### PROBLEM DESCRIPTION
The data must be returned exactly. No line may be left out.

Collected data entries
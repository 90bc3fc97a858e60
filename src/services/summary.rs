//! Statistics aggregation
//!
//! Derives the dashboard summary from the current record set. Nothing is
//! cached: every call walks the records again.

use serde::Serialize;

use crate::models::{CabinetRecord, Money};

/// Aggregate figures over a set of cabinet records
#[derive(Debug, Clone, Copy, PartialEq, Eq, Default, Serialize)]
#[serde(rename_all = "camelCase")]
pub struct StatisticsSummary {
    /// Sum of every record's total revenue
    pub total_revenue: Money,
    /// Sum of every record's balance
    pub total_balance: Money,
    /// Deals on both sides of the cutoff, across all records
    pub total_deals: u64,
    /// Mean daily revenue; zero for an empty set
    pub average_daily_revenue: Money,
    /// Number of records summarized
    pub record_count: usize,
}

/// Summarize `records`
pub fn summarize(records: &[CabinetRecord]) -> StatisticsSummary {
    let total_revenue = records.iter().map(|r| r.total_revenue).sum();
    let total_balance = records.iter().map(|r| r.balance).sum();
    let total_deals = records.iter().map(CabinetRecord::deal_count).sum();
    let daily_sum: Money = records.iter().map(|r| r.daily_revenue).sum();

    StatisticsSummary {
        total_revenue,
        total_balance,
        total_deals,
        average_daily_revenue: Money::mean(daily_sum, records.len()),
        record_count: records.len(),
    }
}
//! Integration tests for the `cabinet` binary

use std::fs;
use std::path::Path;

use assert_cmd::Command;
use predicates::prelude::*;
use tempfile::TempDir;

const HEADER: &str =
    "lastName,firstName,cabinet,totalRevenue,balance,dealsBeforeMidnight,dealsAfterMidnight";

fn cabinet(base: &Path) -> Command {
    let mut cmd = Command::cargo_bin("cabinet").unwrap();
    cmd.env("CABINET_STATS_DIR", base);
    cmd
}

fn write_csv(dir: &Path, rows: &[&str]) -> std::path::PathBuf {
    let path = dir.join("entries.csv");
    let mut content = String::from(HEADER);
    for row in rows {
        content.push('\n');
        content.push_str(row);
    }
    content.push('\n');
    fs::write(&path, content).unwrap();
    path
}

#[test]
fn batch_prints_table_and_summary() {
    let temp_dir = TempDir::new().unwrap();
    let csv = write_csv(
        temp_dir.path(),
        &[
            "Ivanov,Petr,A,100,10,1,2",
            "Ivanov,Petr,A,150,20,3,4",
        ],
    );

    cabinet(temp_dir.path())
        .args(["batch", csv.to_str().unwrap(), "--date", "2026-10-16"])
        .assert()
        .success()
        .stdout(predicate::str::contains("Ivanov Petr"))
        .stdout(predicate::str::contains("+50.00 ₽"))
        .stdout(predicate::str::contains("Total revenue"))
        .stdout(predicate::str::contains("250.00 ₽"));
}

#[test]
fn batch_strategy_changes_baseline() {
    let temp_dir = TempDir::new().unwrap();
    let csv = write_csv(
        temp_dir.path(),
        &[
            "Ivanov,Petr,A,100,0,0,0",
            "Ivanov,Petr,A,130,0,0,0",
            "Ivanov,Petr,A,150,0,0,0",
        ],
    );

    cabinet(temp_dir.path())
        .args(["batch", csv.to_str().unwrap(), "--strategy", "most-recent-by-date"])
        .assert()
        .success()
        .stdout(predicate::str::contains("+20.00 ₽"));
}

#[test]
fn batch_exports_csv() {
    let temp_dir = TempDir::new().unwrap();
    let out_dir = temp_dir.path().join("out");
    let csv = write_csv(temp_dir.path(), &["Smirnova,Anna,Cabinet B,220000,68000,18,5"]);

    cabinet(temp_dir.path())
        .args([
            "batch",
            csv.to_str().unwrap(),
            "--date",
            "2026-10-16",
            "--export",
            "csv",
            "--output",
            out_dir.to_str().unwrap(),
        ])
        .assert()
        .success()
        .stdout(predicate::str::contains("Exported 1 records"));

    let exported = fs::read_to_string(out_dir.join("statistics_2026-10-16.csv")).unwrap();
    assert!(exported.starts_with("id,lastName,firstName"));
    assert!(exported.contains("Smirnova"));

    cabinet(temp_dir.path())
        .arg("audit")
        .assert()
        .success()
        .stdout(predicate::str::contains("CREATE"))
        .stdout(predicate::str::contains("EXPORT"));
}

#[test]
fn batch_rejects_bad_row() {
    let temp_dir = TempDir::new().unwrap();
    let csv = write_csv(
        temp_dir.path(),
        &["Ivanov,Petr,A,100,10,1,2", "Ivanov,Petr,A,lots,10,1,2"],
    );

    cabinet(temp_dir.path())
        .args(["batch", csv.to_str().unwrap()])
        .assert()
        .failure()
        .stderr(predicate::str::contains("row 2"))
        .stderr(predicate::str::contains("totalRevenue"));

    // Nothing was submitted, so nothing was audited
    cabinet(temp_dir.path())
        .arg("audit")
        .assert()
        .success()
        .stdout(predicate::str::contains("Audit log is empty."));
}

#[test]
fn batch_missing_file_fails() {
    let temp_dir = TempDir::new().unwrap();

    cabinet(temp_dir.path())
        .args(["batch", "does-not-exist.csv"])
        .assert()
        .failure()
        .stderr(predicate::str::contains("Failed to open"));
}

#[test]
fn config_shows_paths_and_saves() {
    let temp_dir = TempDir::new().unwrap();

    cabinet(temp_dir.path())
        .arg("config")
        .assert()
        .success()
        .stdout(predicate::str::contains("first-in-store-order"))
        .stdout(predicate::str::contains("cabinet config --save"));

    cabinet(temp_dir.path())
        .args(["config", "--save"])
        .assert()
        .success()
        .stdout(predicate::str::contains("Settings saved"));

    assert!(temp_dir.path().join("config.json").exists());
}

### RESPONSE TO THE TASK
repository 90bc3fc97a858e60
filename src/services/summary.rs
//! Statistics aggregation
//!
//! Derives the dashboard summary from the current record set. Nothing is
//! cached: every call walks the records again.

use serde::Serialize;

use crate::models::{CabinetRecord, Money};

/// Aggregate figures over a set of cabinet records
#[derive(Debug, Clone, Copy, PartialEq, Eq, Default, Serialize)]
#[serde(rename_all = "camelCase")]
pub struct StatisticsSummary {
    /// Sum of every record's total revenue
    pub total_revenue: Money,
    /// Sum of every record's balance
    pub total_balance: Money,
    /// Deals on both sides of the cutoff, across all records
    pub total_deals: u64,
    /// Mean daily revenue; zero for an empty set
    pub average_daily_revenue: Money,
    /// Number of records summarized
    pub record_count: usize,
}

/// Summarize `records`
pub fn summarize(records: &[CabinetRecord]) -> StatisticsSummary {
    let total_revenue = records.iter().map(|r| r.total_revenue).sum();
    let total_balance = records.iter().map(|r| r.balance).sum();
    let total_deals = records.iter().map(CabinetRecord::deal_count).sum();
    let daily_sum: Money = records.iter().map(|r| r.daily_revenue).sum();

    StatisticsSummary {
        total_revenue,
        total_balance,
        total_deals,
        average_daily_revenue: Money::mean(daily_sum, records.len()),
        record_count: records.len(),
    }
}
//! Integration tests for the `cabinet` binary

use std::fs;
use std::path::Path;

use assert_cmd::Command;
use predicates::prelude::*;
use tempfile::TempDir;

const HEADER: &str =
    "lastName,firstName,cabinet,totalRevenue,balance,dealsBeforeMidnight,dealsAfterMidnight";

fn cabinet(base: &Path) -> Command {
    let mut cmd = Command::cargo_bin("cabinet").unwrap();
    cmd.env("CABINET_STATS_DIR", base);
    cmd
}

fn write_csv(dir: &Path, rows: &[&str]) -> std::path::PathBuf {
    let path = dir.join("entries.csv");
    let mut content = String::from(HEADER);
    for row in rows {
        content.push('\n');
        content.push_str(row);
    }
    content.push('\n');
    fs::write(&path, content).unwrap();
    path
}

#[test]
fn batch_prints_table_and_summary() {
    let temp_dir = TempDir::new().unwrap();
    let csv = write_csv(
        temp_dir.path(),
        &[
            "Ivanov,Petr,A,100,10,1,2",
            "Ivanov,Petr,A,150,20,3,4",
        ],
    );

    cabinet(temp_dir.path())
        .args(["batch", csv.to_str().unwrap(), "--date", "2026-10-16"])
        .assert()
        .success()
        .stdout(predicate::str::contains("Ivanov Petr"))
        .stdout(predicate::str::contains("+50.00 ₽"))
        .stdout(predicate::str::contains("Total revenue"))
        .stdout(predicate::str::contains("250.00 ₽"));
}

#[test]
fn batch_strategy_changes_baseline() {
    let temp_dir = TempDir::new().unwrap();
    let csv = write_csv(
        temp_dir.path(),
        &[
            "Ivanov,Petr,A,100,0,0,0",
            "Ivanov,Petr,A,130,0,0,0",
            "Ivanov,Petr,A,150,0,0,0",
        ],
    );

    cabinet(temp_dir.path())
        .args(["batch", csv.to_str().unwrap(), "--strategy", "most-recent-by-date"])
        .assert()
        .success()
        .stdout(predicate::str::contains("+20.00 ₽"));
}

#[test]
fn batch_exports_csv() {
    let temp_dir = TempDir::new().unwrap();
    let out_dir = temp_dir.path().join("out");
    let csv = write_csv(temp_dir.path(), &["Smirnova,Anna,Cabinet B,220000,68000,18,5"]);

    cabinet(temp_dir.path())
        .args([
            "batch",
            csv.to_str().unwrap(),
            "--date",
            "2026-10-16",
            "--export",
            "csv",
            "--output",
            out_dir.to_str().unwrap(),
        ])
        .assert()
        .success()
        .stdout(predicate::str::contains("Exported 1 records"));

    let exported = fs::read_to_string(out_dir.join("statistics_2026-10-16.csv")).unwrap();
    assert!(exported.starts_with("id,lastName,firstName"));
    assert!(exported.contains("Smirnova"));

    cabinet(temp_dir.path())
        .arg("audit")
        .assert()
        .success()
        .stdout(predicate::str::contains("CREATE"))
        .stdout(predicate::str::contains("EXPORT"));
}

#[test]
fn batch_rejects_bad_row() {
    let temp_dir = TempDir::new().unwrap();
    let csv = write_csv(
        temp_dir.path(),
        &["Ivanov,Petr,A,100,10,1,2", "Ivanov,Petr,A,lots,10,1,2"],
    );

    cabinet(temp_dir.path())
        .args(["batch", csv.to_str().unwrap()])
        .assert()
        .failure()
        .stderr(predicate::str::contains("row 2"))
        .stderr(predicate::str::contains("totalRevenue"));

    // Nothing was submitted, so nothing was audited
    cabinet(temp_dir.path())
        .arg("audit")
        .assert()
        .success()
        .stdout(predicate::str::contains("Audit log is empty."));
}

#[test]
fn batch_missing_file_fails() {
    let temp_dir = TempDir::new().unwrap();

    cabinet(temp_dir.path())
        .args(["batch", "does-not-exist.csv"])
        .assert()
        .failure()
        .stderr(predicate::str::contains("Failed to open"));
}

#[test]
fn config_shows_paths_and_saves() {
    let temp_dir = TempDir::new().unwrap();

    cabinet(temp_dir.path())
        .arg("config")
        .assert()
        .success()
        .stdout(predicate::str::contains("first-in-store-order"))
        .stdout(predicate::str::contains("cabinet config --save"));

    cabinet(temp_dir.path())
        .args(["config", "--save"])
        .assert()
        .success()
        .stdout(predicate::str::contains("Settings saved"));

    assert!(temp_dir.path().join("config.json").exists());
}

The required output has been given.